use std::fmt;
use std::path;

use super::*;

/// Name of the project file looked up by [`Config::from_cwd`].
pub const PROJECT_FILE: &str = "_siteconf.yml";

/// One layer of site configuration, as written on disk.
///
/// Every setting is optional so that a layer can be placed on top of another with
/// [`Config::merge`]; defaults are applied when the layers are resolved.
#[derive(Debug, Clone, Default, PartialEq, Eq, serde::Serialize, serde::Deserialize)]
#[serde(default)]
#[serde(rename_all = "snake_case")]
#[cfg_attr(feature = "unstable", serde(deny_unknown_fields))]
#[cfg_attr(not(feature = "unstable"), non_exhaustive)]
pub struct Config {
    #[serde(skip)]
    pub root: path::PathBuf,
    /// Configuration this layer is placed on top of, relative to this file
    #[serde(skip_serializing_if = "Option::is_none")]
    pub inherit: Option<path::PathBuf>,
    #[serde(skip_serializing_if = "Option::is_none")]
    pub source: Option<RelPath>,
    #[serde(skip_serializing_if = "Option::is_none")]
    pub destination: Option<RelPath>,
    pub site: Site,
    pub theme: Theme,
    pub articles: Articles,
    pub feeds: Feeds,
    pub pagination: Pagination,
    pub integrations: Integrations,
    pub markdown: Markdown,
    pub links: Links,
    pub static_files: StaticFiles,
    #[serde(skip_serializing_if = "Option::is_none")]
    pub relative_urls: Option<bool>,
}

impl Config {
    /// Read a single layer, ignoring `inherit`.
    pub fn from_file<P: Into<path::PathBuf>>(path: P) -> Result<Config> {
        Self::from_file_internal(path.into())
    }

    fn from_file_internal(path: path::PathBuf) -> Result<Config> {
        let content = std::fs::read_to_string(&path).map_err(|e| {
            Status::new("Failed to read config")
                .with_source(e)
                .context_with(|c| c.insert("Path", path.display().to_string()))
        })?;

        let mut config = if content.trim().is_empty() {
            Config::default()
        } else {
            serde_yaml::from_str(&content).map_err(|e| {
                Status::new("Failed to parse config")
                    .with_source(e)
                    .context_with(|c| c.insert("Path", path.display().to_string()))
            })?
        };

        let mut root = path;
        root.pop(); // Remove filename
        if root == path::Path::new("") {
            root = path::Path::new(".").to_owned();
        }
        // The theme may live outside of the site, so it is anchored here rather than
        // against whichever layer ends up on top.
        config.theme.dir = config.theme.dir.map(|dir| root.join(dir));
        config.root = root;

        Ok(config)
    }

    /// Read a layer and every layer it inherits from, merged into one.
    pub fn load<P: Into<path::PathBuf>>(path: P) -> Result<Config> {
        let mut seen = Vec::new();
        Self::load_internal(path.into(), &mut seen)
    }

    fn load_internal(path: path::PathBuf, seen: &mut Vec<path::PathBuf>) -> Result<Config> {
        let key = std::fs::canonicalize(&path).unwrap_or_else(|_| path.clone());
        if seen.contains(&key) {
            return Err(Status::new("Config inherits from itself")
                .context_with(|c| c.insert("Path", path.display().to_string())));
        }
        seen.push(key);

        let config = Self::from_file(&path)?;
        match config.inherit.as_ref() {
            Some(parent) => {
                let parent_path = config.root.join(parent);
                log::debug!(
                    "`{}` inherits from `{}`",
                    path.display(),
                    parent_path.display()
                );
                let parent = Self::load_internal(parent_path, seen)?;
                Ok(config.merge(&parent))
            }
            None => Ok(config),
        }
    }

    pub fn from_cwd<P: Into<path::PathBuf>>(cwd: P) -> Result<Config> {
        Self::from_cwd_internal(cwd.into())
    }

    fn from_cwd_internal(cwd: path::PathBuf) -> Result<Config> {
        let file_path = find_project_file(&cwd, PROJECT_FILE);
        let config = file_path
            .map(|p| {
                log::debug!("Using config file `{}`", p.display());
                Self::load(&p)
            })
            .unwrap_or_else(|| {
                log::warn!("No {PROJECT_FILE} file found in current directory, using default config.");
                let config = Config {
                    root: cwd,
                    ..Default::default()
                };
                Ok(config)
            })?;
        Ok(config)
    }

    /// Place `self` on top of `other`.  `root` and `inherit` always come from `self`, so
    /// site-relative paths inherited from `other` are read against the top layer's root.
    pub fn merge(self, other: &Self) -> Self {
        let Self {
            root,
            inherit,
            source,
            destination,
            site,
            theme,
            articles,
            feeds,
            pagination,
            integrations,
            markdown,
            links,
            static_files,
            relative_urls,
        } = self;
        Self {
            root,
            inherit,
            source: source.or_else(|| other.source.clone()),
            destination: destination.or_else(|| other.destination.clone()),
            site: site.merge(&other.site),
            theme: theme.merge(&other.theme),
            articles: articles.merge(&other.articles),
            feeds: feeds.merge(&other.feeds),
            pagination: pagination.merge(&other.pagination),
            integrations: integrations.merge(&other.integrations),
            markdown: markdown.merge(&other.markdown),
            links: links.merge(&other.links),
            static_files: static_files.merge(&other.static_files),
            relative_urls: relative_urls.or(other.relative_urls),
        }
    }
}

impl fmt::Display for Config {
    fn fmt(&self, f: &mut fmt::Formatter<'_>) -> fmt::Result {
        let converted = serde_yaml::to_string(self).map_err(|_| fmt::Error)?;
        let converted = converted.strip_prefix("---").unwrap_or(&converted).trim();
        write!(f, "{converted}")
    }
}

fn find_project_file<P: Into<path::PathBuf>>(dir: P, name: &str) -> Option<path::PathBuf> {
    find_project_file_internal(dir.into(), name)
}

fn find_project_file_internal(dir: path::PathBuf, name: &str) -> Option<path::PathBuf> {
    let mut file_path = dir;
    file_path.push(name);
    while !file_path.exists() {
        file_path.pop(); // filename
        let hit_bottom = !file_path.pop();
        if hit_bottom {
            return None;
        }
        file_path.push(name);
    }
    Some(file_path)
}

#[cfg(test)]
mod test {
    use super::*;

    #[test]
    fn test_from_file_ok() {
        let result = Config::from_file("tests/fixtures/config/_siteconf.yml").unwrap();
        assert_eq!(
            result.root,
            path::Path::new("tests/fixtures/config").to_path_buf()
        );
        assert_eq!(result.site.author.as_deref(), Some("Jonny Reeves"));
        assert_eq!(result.pagination.per_page, Some(10));
        assert_eq!(result.links.blogroll.as_ref().map(|l| l.len()), Some(3));
    }

    #[test]
    fn test_from_file_empty() {
        let result = Config::from_file("tests/fixtures/config/empty.yml").unwrap();
        assert_eq!(
            result.root,
            path::Path::new("tests/fixtures/config").to_path_buf()
        );
        assert_eq!(result.site, Site::default());
    }

    #[test]
    fn test_from_file_invalid_syntax() {
        let result = Config::from_file("tests/fixtures/config/invalid_syntax.yml");
        assert!(result.is_err());
    }

    #[test]
    fn test_from_file_not_found() {
        let result = Config::from_file("tests/fixtures/config/config_does_not_exist.yml");
        assert!(result.is_err());
    }

    #[test]
    fn test_from_file_ignores_inherit() {
        let result = Config::from_file("tests/fixtures/config/publish.yml").unwrap();
        assert_eq!(result.site.author, None);
        assert_eq!(result.inherit, Some(path::PathBuf::from("_siteconf.yml")));
    }

    #[test]
    fn test_load_inherit() {
        let result = Config::load("tests/fixtures/config/publish.yml").unwrap();
        assert_eq!(result.site.author.as_deref(), Some("Jonny Reeves"));
        assert_eq!(result.site.url.as_deref(), Some("https://jonnyreeves.co.uk"));
        assert_eq!(result.relative_urls, Some(false));
        assert_eq!(result.feeds.all_atom, Some(Feed::Toggle(true)));
        assert_eq!(
            result.theme.dir,
            Some(path::PathBuf::from("tests/fixtures/config/../themes/svbhack"))
        );
    }

    #[test]
    fn test_load_inherit_cycle() {
        let result = Config::load("tests/fixtures/config/cycle_a.yml");
        assert!(result.is_err());
    }

    #[test]
    fn test_from_cwd_ok() {
        let result = Config::from_cwd("tests/fixtures/config/child").unwrap();
        assert_eq!(
            result.root,
            path::Path::new("tests/fixtures/config").to_path_buf()
        );
    }

    #[test]
    fn test_from_cwd_not_found() {
        let result = Config::from_cwd("tests/fixtures").unwrap();
        assert_eq!(result.root, path::Path::new("tests/fixtures").to_path_buf());
    }

    #[test]
    fn merge_keeps_own_root() {
        let parent = Config {
            root: "parent".into(),
            relative_urls: Some(true),
            ..Default::default()
        };
        let child = Config {
            root: "child".into(),
            ..Default::default()
        };
        let merged = child.merge(&parent);
        assert_eq!(merged.root, path::PathBuf::from("child"));
        assert_eq!(merged.relative_urls, Some(true));
    }

    #[test]
    fn display_round_trips() {
        let config = Config::from_file("tests/fixtures/config/_siteconf.yml").unwrap();
        let reparsed: Config = serde_yaml::from_str(&config.to_string()).unwrap();
        assert_eq!(reparsed.site, config.site);
        assert_eq!(reparsed.links, config.links);
        assert_eq!(reparsed.static_files, config.static_files);
    }

    #[test]
    fn find_project_file_same_dir() {
        let actual = find_project_file("tests/fixtures/config", PROJECT_FILE).unwrap();
        let expected = path::Path::new("tests/fixtures/config/_siteconf.yml");
        assert_eq!(actual, expected);
    }

    #[test]
    fn find_project_file_parent_dir() {
        let actual = find_project_file("tests/fixtures/config/child", PROJECT_FILE).unwrap();
        let expected = path::Path::new("tests/fixtures/config/_siteconf.yml");
        assert_eq!(actual, expected);
    }

    #[test]
    fn find_project_file_doesnt_exist() {
        let expected = path::Path::new("<NOT FOUND>");
        let actual =
            find_project_file("tests/fixtures/", PROJECT_FILE).unwrap_or_else(|| expected.into());
        assert_eq!(actual, expected);
    }
}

**********

**Aim of the exercise:** Search the listing above for "destination" and copy every line that holds it.

**Exercise response:**
    pub destination: Option<RelPath>,
            destination,
            destination: destination.or_else(|| other.destination.clone()),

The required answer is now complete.